=== Data for processing ===
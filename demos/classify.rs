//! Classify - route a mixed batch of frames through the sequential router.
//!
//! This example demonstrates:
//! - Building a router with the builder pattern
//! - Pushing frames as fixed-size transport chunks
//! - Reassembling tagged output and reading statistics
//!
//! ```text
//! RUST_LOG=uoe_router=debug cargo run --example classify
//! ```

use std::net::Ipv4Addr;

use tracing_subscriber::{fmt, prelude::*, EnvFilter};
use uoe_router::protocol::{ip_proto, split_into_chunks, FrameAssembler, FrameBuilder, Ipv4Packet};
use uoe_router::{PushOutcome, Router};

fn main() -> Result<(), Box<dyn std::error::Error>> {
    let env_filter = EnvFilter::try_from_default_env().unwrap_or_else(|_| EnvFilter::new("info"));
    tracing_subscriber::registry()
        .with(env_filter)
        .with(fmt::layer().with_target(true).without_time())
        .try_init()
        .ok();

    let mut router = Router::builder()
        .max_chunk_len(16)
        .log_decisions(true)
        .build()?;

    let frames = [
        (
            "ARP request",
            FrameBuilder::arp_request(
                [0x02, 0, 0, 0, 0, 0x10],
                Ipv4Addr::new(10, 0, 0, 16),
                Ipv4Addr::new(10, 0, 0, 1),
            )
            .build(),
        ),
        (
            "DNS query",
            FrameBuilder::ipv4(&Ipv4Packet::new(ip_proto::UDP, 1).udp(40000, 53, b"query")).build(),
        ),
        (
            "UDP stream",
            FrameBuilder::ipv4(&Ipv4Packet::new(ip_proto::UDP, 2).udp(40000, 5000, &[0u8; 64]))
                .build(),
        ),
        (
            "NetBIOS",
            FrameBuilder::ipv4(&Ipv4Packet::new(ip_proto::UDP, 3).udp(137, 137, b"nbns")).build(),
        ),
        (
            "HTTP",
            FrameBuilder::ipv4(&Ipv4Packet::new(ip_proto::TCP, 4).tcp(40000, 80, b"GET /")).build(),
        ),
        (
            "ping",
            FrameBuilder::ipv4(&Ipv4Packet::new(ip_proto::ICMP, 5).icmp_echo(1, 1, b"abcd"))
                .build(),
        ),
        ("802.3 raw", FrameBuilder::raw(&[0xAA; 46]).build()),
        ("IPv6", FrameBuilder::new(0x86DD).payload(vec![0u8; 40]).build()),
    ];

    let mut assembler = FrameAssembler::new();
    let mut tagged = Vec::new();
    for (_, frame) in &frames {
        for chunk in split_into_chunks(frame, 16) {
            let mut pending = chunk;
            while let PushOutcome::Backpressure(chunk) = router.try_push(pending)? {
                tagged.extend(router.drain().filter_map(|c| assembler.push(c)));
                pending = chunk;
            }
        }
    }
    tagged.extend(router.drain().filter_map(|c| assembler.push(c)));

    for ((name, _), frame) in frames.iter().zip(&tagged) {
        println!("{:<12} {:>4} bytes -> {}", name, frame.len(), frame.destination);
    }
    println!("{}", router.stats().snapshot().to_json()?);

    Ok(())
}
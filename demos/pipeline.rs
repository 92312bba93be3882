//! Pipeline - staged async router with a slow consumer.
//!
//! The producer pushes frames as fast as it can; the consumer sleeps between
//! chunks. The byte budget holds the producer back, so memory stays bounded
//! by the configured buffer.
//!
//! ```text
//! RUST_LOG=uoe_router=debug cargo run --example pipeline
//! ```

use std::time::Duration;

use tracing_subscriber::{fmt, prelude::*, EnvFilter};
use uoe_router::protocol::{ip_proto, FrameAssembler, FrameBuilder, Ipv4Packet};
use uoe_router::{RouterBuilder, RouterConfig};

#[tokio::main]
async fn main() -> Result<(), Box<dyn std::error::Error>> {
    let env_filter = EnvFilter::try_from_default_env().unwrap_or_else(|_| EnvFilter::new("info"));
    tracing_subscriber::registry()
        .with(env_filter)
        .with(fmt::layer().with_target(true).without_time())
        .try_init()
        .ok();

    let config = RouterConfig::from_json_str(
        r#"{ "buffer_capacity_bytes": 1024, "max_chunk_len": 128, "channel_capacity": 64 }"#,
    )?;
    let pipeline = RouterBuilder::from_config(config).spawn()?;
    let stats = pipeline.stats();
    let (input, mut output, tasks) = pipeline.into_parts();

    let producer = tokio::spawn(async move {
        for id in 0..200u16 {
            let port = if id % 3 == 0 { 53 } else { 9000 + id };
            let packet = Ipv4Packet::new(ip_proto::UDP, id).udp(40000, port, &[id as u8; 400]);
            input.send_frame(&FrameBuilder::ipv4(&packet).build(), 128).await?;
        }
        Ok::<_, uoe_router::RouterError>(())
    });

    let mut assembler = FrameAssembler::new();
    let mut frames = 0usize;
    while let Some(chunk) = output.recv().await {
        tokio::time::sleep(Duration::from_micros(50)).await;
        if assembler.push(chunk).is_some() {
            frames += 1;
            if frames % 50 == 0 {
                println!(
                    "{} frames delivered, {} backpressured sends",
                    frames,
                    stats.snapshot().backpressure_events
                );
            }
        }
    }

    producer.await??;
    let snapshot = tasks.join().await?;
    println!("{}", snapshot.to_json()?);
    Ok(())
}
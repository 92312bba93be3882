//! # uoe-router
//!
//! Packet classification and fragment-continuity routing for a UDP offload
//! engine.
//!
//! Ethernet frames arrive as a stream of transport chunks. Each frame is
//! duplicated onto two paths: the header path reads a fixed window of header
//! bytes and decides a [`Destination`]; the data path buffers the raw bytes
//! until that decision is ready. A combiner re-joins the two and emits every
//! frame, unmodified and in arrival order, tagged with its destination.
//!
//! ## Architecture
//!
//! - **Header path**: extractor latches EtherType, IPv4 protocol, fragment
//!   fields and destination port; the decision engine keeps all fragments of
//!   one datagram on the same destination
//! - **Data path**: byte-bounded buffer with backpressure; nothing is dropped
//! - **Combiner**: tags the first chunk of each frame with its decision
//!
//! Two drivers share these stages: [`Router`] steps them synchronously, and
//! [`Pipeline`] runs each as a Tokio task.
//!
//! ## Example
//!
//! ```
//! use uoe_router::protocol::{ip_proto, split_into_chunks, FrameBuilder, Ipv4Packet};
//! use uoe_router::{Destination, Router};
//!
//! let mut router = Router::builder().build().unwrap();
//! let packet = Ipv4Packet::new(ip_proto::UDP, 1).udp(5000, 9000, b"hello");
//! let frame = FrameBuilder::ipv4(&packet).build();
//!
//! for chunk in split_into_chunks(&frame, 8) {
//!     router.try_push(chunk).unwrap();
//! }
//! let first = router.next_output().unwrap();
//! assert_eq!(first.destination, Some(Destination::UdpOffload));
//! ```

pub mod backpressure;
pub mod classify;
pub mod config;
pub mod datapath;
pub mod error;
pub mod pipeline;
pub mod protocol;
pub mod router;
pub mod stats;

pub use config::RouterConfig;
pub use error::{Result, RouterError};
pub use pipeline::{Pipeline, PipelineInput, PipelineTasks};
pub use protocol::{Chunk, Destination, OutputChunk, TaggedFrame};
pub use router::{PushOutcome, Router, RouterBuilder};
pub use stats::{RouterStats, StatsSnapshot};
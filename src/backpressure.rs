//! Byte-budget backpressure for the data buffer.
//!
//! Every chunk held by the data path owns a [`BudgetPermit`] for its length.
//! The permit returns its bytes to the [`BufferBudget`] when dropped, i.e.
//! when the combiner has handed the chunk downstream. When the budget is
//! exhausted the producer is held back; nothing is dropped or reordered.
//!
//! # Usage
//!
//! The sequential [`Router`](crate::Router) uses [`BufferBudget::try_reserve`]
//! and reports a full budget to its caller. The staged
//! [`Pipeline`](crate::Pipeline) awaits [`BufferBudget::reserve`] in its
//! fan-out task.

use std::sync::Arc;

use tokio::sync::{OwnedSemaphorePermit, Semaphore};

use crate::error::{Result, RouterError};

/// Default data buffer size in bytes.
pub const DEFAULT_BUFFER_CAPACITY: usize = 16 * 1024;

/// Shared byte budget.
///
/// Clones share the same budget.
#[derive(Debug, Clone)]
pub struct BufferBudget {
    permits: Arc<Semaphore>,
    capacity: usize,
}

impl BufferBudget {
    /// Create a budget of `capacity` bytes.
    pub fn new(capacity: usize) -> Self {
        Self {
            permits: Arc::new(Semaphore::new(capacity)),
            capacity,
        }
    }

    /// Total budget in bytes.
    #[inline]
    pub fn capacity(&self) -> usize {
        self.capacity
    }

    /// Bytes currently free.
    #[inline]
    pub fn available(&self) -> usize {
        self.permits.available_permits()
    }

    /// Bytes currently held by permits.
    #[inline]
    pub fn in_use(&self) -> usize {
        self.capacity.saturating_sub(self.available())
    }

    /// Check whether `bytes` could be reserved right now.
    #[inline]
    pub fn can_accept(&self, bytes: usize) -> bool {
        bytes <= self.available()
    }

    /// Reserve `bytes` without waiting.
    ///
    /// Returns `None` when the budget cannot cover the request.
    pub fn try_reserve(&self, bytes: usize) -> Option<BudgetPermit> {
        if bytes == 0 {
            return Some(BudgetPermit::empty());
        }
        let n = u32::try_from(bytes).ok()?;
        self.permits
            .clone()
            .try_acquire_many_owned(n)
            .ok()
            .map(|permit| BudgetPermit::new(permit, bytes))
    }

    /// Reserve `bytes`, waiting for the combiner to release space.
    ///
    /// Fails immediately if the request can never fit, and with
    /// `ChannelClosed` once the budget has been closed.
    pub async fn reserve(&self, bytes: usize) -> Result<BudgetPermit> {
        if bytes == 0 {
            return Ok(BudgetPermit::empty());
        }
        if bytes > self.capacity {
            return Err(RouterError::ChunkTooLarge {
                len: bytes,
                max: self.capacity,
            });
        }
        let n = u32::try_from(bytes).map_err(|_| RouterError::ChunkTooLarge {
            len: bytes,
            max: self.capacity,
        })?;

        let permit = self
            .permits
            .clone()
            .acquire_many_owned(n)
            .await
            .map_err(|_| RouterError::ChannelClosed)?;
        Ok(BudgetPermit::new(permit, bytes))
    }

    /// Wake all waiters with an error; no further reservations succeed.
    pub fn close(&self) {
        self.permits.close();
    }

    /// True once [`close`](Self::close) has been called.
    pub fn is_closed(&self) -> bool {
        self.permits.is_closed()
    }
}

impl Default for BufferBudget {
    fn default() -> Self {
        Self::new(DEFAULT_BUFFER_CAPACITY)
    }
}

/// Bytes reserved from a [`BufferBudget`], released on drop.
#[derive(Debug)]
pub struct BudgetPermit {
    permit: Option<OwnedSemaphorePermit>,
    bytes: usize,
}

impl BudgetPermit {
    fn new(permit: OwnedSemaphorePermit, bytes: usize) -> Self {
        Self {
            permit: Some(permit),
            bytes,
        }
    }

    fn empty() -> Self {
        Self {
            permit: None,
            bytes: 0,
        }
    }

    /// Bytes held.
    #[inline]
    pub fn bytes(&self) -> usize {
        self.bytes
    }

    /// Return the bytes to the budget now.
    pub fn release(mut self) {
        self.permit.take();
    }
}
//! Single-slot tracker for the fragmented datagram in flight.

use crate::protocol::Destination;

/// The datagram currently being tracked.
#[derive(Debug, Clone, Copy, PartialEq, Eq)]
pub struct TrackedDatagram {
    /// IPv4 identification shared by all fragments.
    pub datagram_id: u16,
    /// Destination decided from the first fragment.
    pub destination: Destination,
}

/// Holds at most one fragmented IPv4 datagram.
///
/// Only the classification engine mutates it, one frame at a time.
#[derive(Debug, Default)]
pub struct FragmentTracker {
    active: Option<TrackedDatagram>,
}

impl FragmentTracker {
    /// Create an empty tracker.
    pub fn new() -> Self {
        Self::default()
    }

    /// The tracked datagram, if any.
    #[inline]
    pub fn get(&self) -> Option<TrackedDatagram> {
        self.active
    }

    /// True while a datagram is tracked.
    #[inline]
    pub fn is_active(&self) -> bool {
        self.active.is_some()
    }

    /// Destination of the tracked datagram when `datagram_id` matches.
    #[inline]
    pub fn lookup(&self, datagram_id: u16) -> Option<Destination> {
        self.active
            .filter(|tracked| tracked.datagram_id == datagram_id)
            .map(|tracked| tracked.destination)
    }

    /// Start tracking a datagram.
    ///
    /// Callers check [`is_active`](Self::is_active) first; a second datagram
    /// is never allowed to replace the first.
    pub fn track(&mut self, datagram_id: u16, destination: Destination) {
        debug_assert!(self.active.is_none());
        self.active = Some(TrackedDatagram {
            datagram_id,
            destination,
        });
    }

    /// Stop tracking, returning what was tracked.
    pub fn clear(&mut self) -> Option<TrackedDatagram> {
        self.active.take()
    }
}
===
=== Data for processing ===
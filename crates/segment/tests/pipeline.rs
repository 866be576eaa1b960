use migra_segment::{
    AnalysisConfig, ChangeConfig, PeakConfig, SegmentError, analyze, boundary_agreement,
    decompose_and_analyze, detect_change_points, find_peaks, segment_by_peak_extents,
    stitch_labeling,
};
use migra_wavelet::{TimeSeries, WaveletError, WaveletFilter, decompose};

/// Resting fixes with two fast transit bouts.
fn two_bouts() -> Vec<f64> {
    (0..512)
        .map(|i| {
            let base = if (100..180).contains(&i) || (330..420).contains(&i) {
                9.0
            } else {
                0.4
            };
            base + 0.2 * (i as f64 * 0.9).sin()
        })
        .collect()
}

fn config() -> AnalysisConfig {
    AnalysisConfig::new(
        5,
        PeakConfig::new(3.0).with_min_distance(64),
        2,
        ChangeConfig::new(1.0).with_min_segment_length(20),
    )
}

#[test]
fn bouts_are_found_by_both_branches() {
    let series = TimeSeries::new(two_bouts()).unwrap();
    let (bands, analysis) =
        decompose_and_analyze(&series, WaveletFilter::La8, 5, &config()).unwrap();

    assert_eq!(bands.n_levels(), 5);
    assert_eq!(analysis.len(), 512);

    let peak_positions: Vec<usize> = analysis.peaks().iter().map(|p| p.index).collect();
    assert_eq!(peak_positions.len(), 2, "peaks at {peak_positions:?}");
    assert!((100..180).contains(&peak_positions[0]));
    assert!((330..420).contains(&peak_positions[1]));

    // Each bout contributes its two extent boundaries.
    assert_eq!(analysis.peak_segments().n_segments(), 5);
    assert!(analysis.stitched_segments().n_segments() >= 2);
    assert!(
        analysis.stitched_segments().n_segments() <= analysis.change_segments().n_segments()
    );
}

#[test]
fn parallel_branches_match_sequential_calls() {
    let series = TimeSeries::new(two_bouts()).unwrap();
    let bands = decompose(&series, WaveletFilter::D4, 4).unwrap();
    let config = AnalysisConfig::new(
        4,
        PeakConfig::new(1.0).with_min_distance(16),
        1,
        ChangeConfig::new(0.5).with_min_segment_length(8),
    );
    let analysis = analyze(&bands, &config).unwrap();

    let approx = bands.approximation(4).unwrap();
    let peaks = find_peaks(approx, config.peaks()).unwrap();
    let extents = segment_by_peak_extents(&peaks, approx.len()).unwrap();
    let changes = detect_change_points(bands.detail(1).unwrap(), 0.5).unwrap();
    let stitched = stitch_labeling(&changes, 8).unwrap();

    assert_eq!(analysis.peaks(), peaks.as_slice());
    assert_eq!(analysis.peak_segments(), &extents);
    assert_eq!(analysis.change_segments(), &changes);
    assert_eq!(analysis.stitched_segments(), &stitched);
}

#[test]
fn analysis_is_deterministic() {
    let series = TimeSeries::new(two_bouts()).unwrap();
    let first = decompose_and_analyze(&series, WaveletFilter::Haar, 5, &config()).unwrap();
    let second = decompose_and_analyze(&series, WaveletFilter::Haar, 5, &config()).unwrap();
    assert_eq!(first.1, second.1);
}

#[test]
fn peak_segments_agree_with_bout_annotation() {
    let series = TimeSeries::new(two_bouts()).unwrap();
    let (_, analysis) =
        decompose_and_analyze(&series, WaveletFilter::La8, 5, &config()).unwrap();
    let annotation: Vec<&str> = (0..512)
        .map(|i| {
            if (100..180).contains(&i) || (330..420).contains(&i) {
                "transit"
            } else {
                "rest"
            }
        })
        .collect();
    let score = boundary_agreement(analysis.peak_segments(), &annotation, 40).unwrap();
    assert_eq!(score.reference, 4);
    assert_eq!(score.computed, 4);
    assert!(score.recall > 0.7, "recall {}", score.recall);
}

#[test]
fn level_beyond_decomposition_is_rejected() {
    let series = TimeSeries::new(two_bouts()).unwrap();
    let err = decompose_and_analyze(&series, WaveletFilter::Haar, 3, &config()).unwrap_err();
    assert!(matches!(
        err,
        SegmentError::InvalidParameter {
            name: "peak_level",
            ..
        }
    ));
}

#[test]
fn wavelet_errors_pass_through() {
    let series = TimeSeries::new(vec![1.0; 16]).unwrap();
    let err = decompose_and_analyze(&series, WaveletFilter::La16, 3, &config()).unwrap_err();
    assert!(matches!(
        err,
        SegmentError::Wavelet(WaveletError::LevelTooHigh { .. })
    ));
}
===
*Your task*
The word "RouterBuilder" may occur in lines of the records. Report how many such lines there are, giving only the number.

*Output of the exercise*
3